Monday, July 27, 2009

A un mes del golpe de Estado en Honduras

Por Guillermo Mejía

Tal como se está tratando el antidemocrático golpe de Estado en Honduras, en especial por la anuente comunidad internacional, cabe señalar el peligro de que al correr el tiempo el gobierno de facto termine consolidándose. Sería un precedente nefasto para América y el mundo dado que las asonadas creíamos que eran cosas del pasado.

El presidente constitucional Manuel Zelaya sigue aún en el paso fronterizo Las Manos, entre Honduras y Nicaragua, a fin de concluir su retorno a Tegucigalpa de donde los politicastros, los empresarios y los militares –con apoyo de la reacción internacional- lo sacaron en pijamas el pasado 28 de junio.

Una de las piezas claves del tablero, la administración estadounidense, optó al final por una postura de doble moral: por un lado, atacó a los golpistas (aunque tarde) porque evidentemente rompieron el orden institucional y, por el otro, no ha dado pasos concretos para aislar a los golpistas, más bien los oxigenó con la fórmula del costarricense Oscar Arias.

La propuesta de Hillary Clinton, secretaria de Estado, no concluyó en nada. El gobernante de facto, Roberto Micheletti, tomó fuerzas para darle largas al asunto, mientras Zelaya y su gente han puesto una alta cuota de sacrificio –hasta con sangre de hermanos. El tiempo corre y el resto de países también lucen cansados. ¿El tiempo a quién favorece?

Como bien dijo el presidente Zelaya, si Estados Unidos quiere conversar del asunto entonces que envíe a sus emisarios a la frontera centroamericana. A la par, debe dar pasos concretos para hacerle ver a los golpistas que su acción es improcedente. Los golpistas y sus asistentes no merecen ser tratados con paños tibios.

En una carta dirigida al presidente Obama, Zelaya le demanda acciones concretas, en otras palabras que se ponga claro. De hecho, la presión norteamericana sería una buena señal, dado que la continuación de los usurpadores en el control del país centroamericana significa una afrenta a la comunidad internacional.
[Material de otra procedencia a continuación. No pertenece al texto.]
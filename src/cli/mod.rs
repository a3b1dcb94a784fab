//! CLI module for the credential service
//!
//! Provides administrative subcommands against the PostgreSQL store:
//! - `migrate`: create or upgrade the users table
//! - `user ...`: create, inspect and modify accounts

pub mod migrate;
pub mod users;

use clap::{Parser, Subcommand};
use sqlx::postgres::{PgPool, PgPoolOptions};
use tracing::info;

use crate::config::AppConfig;
use crate::infrastructure::logging;

/// Credential Service - account and password administration
#[derive(Parser)]
#[command(name = "credential-service")]
#[command(version, about, long_about = None)]
pub struct Cli {
    #[command(subcommand)]
    pub command: Command,
}

#[derive(Subcommand)]
pub enum Command {
    /// Apply pending database migrations
    Migrate,

    /// Manage user accounts
    #[command(subcommand)]
    User(users::UserCommand),
}

/// Load configuration, start logging and connect to PostgreSQL
pub(crate) async fn bootstrap() -> anyhow::Result<(AppConfig, PgPool)> {
    dotenvy::dotenv().ok();

    let config = AppConfig::load()?;
    logging::init_logging(&config.logging);
    config.auth.validate()?;

    let database_url = config.database.resolve_url().ok_or_else(|| {
        anyhow::anyhow!("database.url or DATABASE_URL environment variable is required")
    })?;

    info!("Connecting to PostgreSQL...");
    let pool = PgPoolOptions::new()
        .max_connections(config.database.max_connections)
        .connect(&database_url)
        .await
        .map_err(|e| anyhow::anyhow!("Failed to connect to PostgreSQL: {}", e))?;
    info!("PostgreSQL connection established");

    Ok((config, pool))
}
Ojala que, aunque se aprecia lo contrario, otras administraciones alrededor del mundo demandan con firmeza la reinstalación de Zelaya. De quedar así las cosas, cualquier gobierno elegido democráticamente está a merced de ser remplazado por gorilas en pleno siglo XXI, un lujo que no nos podemos dar.

Lamentablemente, hasta sectores progresistas han caído en la trampa de ver el caso de Honduras como un simple teatro de lucha por la hegemonía política entre dos posturas antagónicas en América, en otras palabras las propuestas de emergentes gobiernos de izquierda frente a la derecha tradicional.

Si bien no se puede negar del todo ese escenario, también es importante tomar en cuenta la urgencia de propuestas gubernamentales que han venido a favorecer a las mayorías populares, como en el caso de Honduras donde el aumento al salario mínimo, el control de precios a las medicinas y la necesaria consulta ciudadana calentaron a la derecha pudiente.

Estos momentos requieren de mucha responsabilidad en el análisis y en las acciones a tomar.

Los centroamericanos tenemos que andar con sumo cuidado frente a las tentaciones antidemocráticas que amenazan la posibilidad de conquistar un mejor futuro. Si las cosas no mejoran, si el presidente Zelaya no retorna a Tegucigalpa, también es urgente que debamos ir pensando en acciones multilaterales en contra de los golpistas. Ahora o nunca.